Dans l’intention de nous situer comme des êtres écologiques partageant l’environnement avec une communauté de vivants, je vous invite à considérer une diversité de perspectives via les repères culturels que vous choisissez de présenter aux élèves. Dans le processus vous guidant dans la sélection des repères culturels, une réflexion s’impose quant aux perspectives (les vôtres, celles des humains et des autres qu’humains et celles véhiculées par le programme officiel) et ce qu’elles soutiennent quant à nos rapports au monde. 

Réflexion
Sur le plan de la construction de la vision du monde, de l’identité et du pouvoir-agir, quelles limites percevez-vous dans les perspectives majoritairement adoptées par le programme officiel en ce qui concerne les rapports entre les arbres et les humains?
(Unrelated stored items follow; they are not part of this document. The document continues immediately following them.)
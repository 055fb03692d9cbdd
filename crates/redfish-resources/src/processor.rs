// Copyright (C) 2025 SyncMyOrders Sp. z o.o.
// SPDX-License-Identifier: AGPL-3.0-or-later
//! Processor.

use redfish_core::Entity;
use redfish_core::tolerant::number_or_string;
use serde::{Deserialize, Serialize};

use crate::common::Status;

#[derive(Debug, Clone, Serialize, Deserialize)]
pub struct Processor {
    #[serde(flatten)]
    pub entity: Entity,
    /// `CPU`, `GPU`, `FPGA`, ...
    #[serde(rename = "ProcessorType", default, skip_serializing_if = "Option::is_none")]
    pub processor_type: Option<String>,
    #[serde(rename = "ProcessorArchitecture", default, skip_serializing_if = "Option::is_none")]
    pub architecture: Option<String>,
    #[serde(rename = "Manufacturer", default, skip_serializing_if = "Option::is_none")]
    pub manufacturer: Option<String>,
    #[serde(rename = "Model", default, skip_serializing_if = "Option::is_none")]
    pub model: Option<String>,
    #[serde(rename = "Socket", default, skip_serializing_if = "Option::is_none")]
    pub socket: Option<String>,
    // Some services send these as strings.
    #[serde(
        rename = "MaxSpeedMHz",
        default,
        deserialize_with = "number_or_string",
        skip_serializing_if = "Option::is_none"
    )]
    pub max_speed_mhz: Option<u32>,
    #[serde(
        rename = "TotalCores",
        default,
        deserialize_with = "number_or_string",
        skip_serializing_if = "Option::is_none"
    )]
    pub total_cores: Option<u32>,
    #[serde(
        rename = "TotalThreads",
        default,
        deserialize_with = "number_or_string",
        skip_serializing_if = "Option::is_none"
    )]
    pub total_threads: Option<u32>,
    #[serde(rename = "Status", default)]
    pub status: Status,
}
redfish_core::resource!(Processor);

#[cfg(test)]
mod tests {
    use super::*;
    use serde_json::json;

    #[test]
    fn test_max_speed_accepts_both_encodings() {
        let numeric: Processor = serde_json::from_value(json!({
            "@odata.id": "/redfish/v1/Systems/1/Processors/CPU0",
            "Id": "CPU0",
            "MaxSpeedMHz": 3700,
            "TotalCores": 8
        }))
        .unwrap();
        let stringly: Processor = serde_json::from_value(json!({
            "@odata.id": "/redfish/v1/Systems/1/Processors/CPU0",
            "Id": "CPU0",
            "MaxSpeedMHz": "3700",
            "TotalCores": "8"
        }))
        .unwrap();

        assert_eq!(numeric.max_speed_mhz, Some(3700));
        assert_eq!(stringly.max_speed_mhz, numeric.max_speed_mhz);
        assert_eq!(stringly.total_cores, Some(8));
        assert_eq!(stringly.total_threads, None);
    }

    #[test]
    fn test_serializes_canonical_numbers() {
        let cpu: Processor =
            serde_json::from_value(json!({"@odata.id": "/p/0", "MaxSpeedMHz": "2400"})).unwrap();
        let value = serde_json::to_value(&cpu).unwrap();
        assert_eq!(value["MaxSpeedMHz"], json!(2400));
    }
}
// Copyright (C) 2025 SyncMyOrders Sp. z o.o.
// SPDX-License-Identifier: AGPL-3.0-or-later
//! Reference values: `{"@odata.id": "<uri>"}` and arrays of them.
//!
//! The protocol places link arrays either directly on a resource or nested
//! under its `Links` object, and some schemas moved between the two across
//! versions. Both decode to the same [`Links`] value; shapes that know both
//! layouts use [`Links::or`] to prefer the direct form.

use serde::de::Deserializer;
use serde::ser::{SerializeSeq, Serializer};
use serde::{Deserialize, Serialize};
use serde_json::Value;
use tracing::warn;

use crate::client::ApiClient;
use crate::entity::Resource;
use crate::error::Result;
use crate::fetch::{Batch, fetch, fetch_many};

/// Key holding a resource's canonical URI.
pub const ODATA_ID: &str = "@odata.id";

/// Decode any reference-shaped JSON fragment into URIs, preserving order.
///
/// - `null` or a non-reference value decodes to nothing
/// - `{"@odata.id": U}` decodes to `[U]`
/// - arrays decode element-wise; elements without an `@odata.id` are skipped
pub fn decode_references(value: &Value) -> Vec<String> {
    match value {
        Value::Object(_) => reference_uri(value).into_iter().collect(),
        Value::Array(items) => items.iter().filter_map(reference_uri).collect(),
        _ => Vec::new(),
    }
}

fn reference_uri(value: &Value) -> Option<String> {
    value
        .get(ODATA_ID)
        .and_then(Value::as_str)
        .map(str::to_string)
}

fn reference_object(uri: &str) -> Value {
    let mut map = serde_json::Map::with_capacity(1);
    map.insert(ODATA_ID.to_string(), Value::String(uri.to_string()));
    Value::Object(map)
}

/// A single reference, possibly absent.
#[derive(Debug, Clone, Default, PartialEq, Eq, Hash)]
pub struct Link(Option<String>);

impl Link {
    pub fn new(uri: impl Into<String>) -> Self {
        Link(Some(uri.into()))
    }

    /// An absent reference.
    pub fn none() -> Self {
        Link(None)
    }

    pub fn uri(&self) -> Option<&str> {
        self.0.as_deref()
    }

    pub fn is_empty(&self) -> bool {
        self.0.is_none()
    }

    /// Fetch the referent. An absent reference yields `None` without I/O.
    pub async fn fetch<T: Resource>(&self, client: &ApiClient) -> Result<Option<T>> {
        match &self.0 {
            Some(uri) => fetch(client, uri).await.map(Some),
            None => Ok(None),
        }
    }
}

impl From<&str> for Link {
    fn from(uri: &str) -> Self {
        Link::new(uri)
    }
}

impl<'de> Deserialize<'de> for Link {
    fn deserialize<D: Deserializer<'de>>(deserializer: D) -> std::result::Result<Self, D::Error> {
        let value = Option::<Value>::deserialize(deserializer)?.unwrap_or(Value::Null);
        Ok(Link(decode_references(&value).into_iter().next()))
    }
}

impl Serialize for Link {
    fn serialize<S: Serializer>(&self, serializer: S) -> std::result::Result<S::Ok, S::Error> {
        match &self.0 {
            Some(uri) => reference_object(uri).serialize(serializer),
            None => serializer.serialize_none(),
        }
    }
}

/// An ordered array of references. Absent arrays decode empty.
#[derive(Debug, Clone, Default, PartialEq, Eq, Hash)]
pub struct Links(Vec<String>);

impl Links {
    pub fn new(uris: Vec<String>) -> Self {
        Links(uris)
    }

    pub fn len(&self) -> usize {
        self.0.len()
    }

    pub fn is_empty(&self) -> bool {
        self.0.is_empty()
    }

    pub fn iter(&self) -> impl Iterator<Item = &str> {
        self.0.iter().map(String::as_str)
    }

    pub fn as_slice(&self) -> &[String] {
        &self.0
    }

    pub fn into_vec(self) -> Vec<String> {
        self.0
    }

    pub fn push(&mut self, uri: impl Into<String>) {
        self.0.push(uri.into());
    }

    pub fn contains(&self, uri: &str) -> bool {
        self.0.iter().any(|u| u == uri)
    }

    /// `self` when populated, otherwise `fallback`.
    ///
    /// Used to read a link array that may live either directly on the
    /// resource or under `Links`.
    pub fn or<'a>(&'a self, fallback: &'a Links) -> &'a Links {
        if self.is_empty() { fallback } else { self }
    }

    /// Fetch every referent with the client's fan-out limit.
    pub async fn fetch<T: Resource>(&self, client: &ApiClient) -> Result<Batch<T>> {
        fetch_many(client, &self.0).await
    }
}

impl From<Vec<String>> for Links {
    fn from(uris: Vec<String>) -> Self {
        Links(uris)
    }
}

impl<S: Into<String>> FromIterator<S> for Links {
    fn from_iter<I: IntoIterator<Item = S>>(iter: I) -> Self {
        Links(iter.into_iter().map(Into::into).collect())
    }
}

impl<'a> IntoIterator for &'a Links {
    type Item = &'a String;
    type IntoIter = std::slice::Iter<'a, String>;

    fn into_iter(self) -> Self::IntoIter {
        self.0.iter()
    }
}

impl<'de> Deserialize<'de> for Links {
    fn deserialize<D: Deserializer<'de>>(deserializer: D) -> std::result::Result<Self, D::Error> {
        let value = Option::<Value>::deserialize(deserializer)?.unwrap_or(Value::Null);
        Ok(Links(decode_references(&value)))
    }
}

impl Serialize for Links {
    fn serialize<S: Serializer>(&self, serializer: S) -> std::result::Result<S::Ok, S::Error> {
        let mut seq = serializer.serialize_seq(Some(self.0.len()))?;
        for uri in &self.0 {
            seq.serialize_element(&reference_object(uri))?;
        }
        seq.end()
    }
}

/// Compare a decoded array with its `<name>@odata.count` hint.
///
/// A mismatch is not an error; it is reported as a warning and `false` is
/// returned. An absent hint always matches.
pub fn check_count(name: &str, links: &Links, count: Option<u64>) -> bool {
    match count {
        Some(expected) if expected != links.len() as u64 => {
            warn!(
                property = name,
                expected,
                actual = links.len(),
                "Reference count hint does not match array length"
            );
            false
        }
        _ => true,
    }
}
Quelques pistes d’activités

Activité 1 : Réfléchir à sa perspective située

Cette première activité a pour intention de vous amener (vos élèves et vous) à vous situer par rapport à l’idée de communauté des vivants et interroger vos perspectives quant aux rapports que vous entretenez avec l’arbre. En d’autres termes, il s’agit de réfléchir à votre ouverture à considérer d’autres perspectives que la vôtre ou que celle supportée dans le PFEQ. Prenez un instant pour réfléchir à :

  • votre perspective
  • celle du PFEQ
  • celles des autres
  • celles qui ne sont pas considérées

 

Je propose ici une réflexion guidée, qui peut être réalisée en groupe de discussion, de façon individuelle ou en combinant les deux. Vous devez prendre en considération les paramètres de votre groupe pour adapter l’intervention en fonction de l’intention visée.

Plan de questionnement pour les personnes enseignantes et les élèves.  

  • Est-ce que l’arbre est important dans ta vie? Pourquoi?
  • Quelle est ta relation avec l’arbre? A-t-il un ou des rôles précis? Avez-vous la même importance?
  • As-tu un arbre préféré? Penses-tu à un arbre en particulier?
  • Crois-tu que l’arbre a toujours été comme tu le vois maintenant?
  • Qu’est-ce qui a changé? Qu’est-ce qui est resté pareil?
  • Quel âge a l’arbre? Comment le sais-tu?
  • Pourquoi et pour qui l’arbre est-il important? *Amener les élèves à considérer d’autres humains et d’autres qu’humains, comme les gens qui font un piquenique, les oiseaux, les insectes, etc.
  • Quelle relation entretiennent ces êtres vivants avec l’arbre?
  • Lorsque tu regardes un arbre, que vois-tu? *Explorer les représentations des élèves.
  • À qui offrirais-tu un arbre en cadeau? Pourquoi?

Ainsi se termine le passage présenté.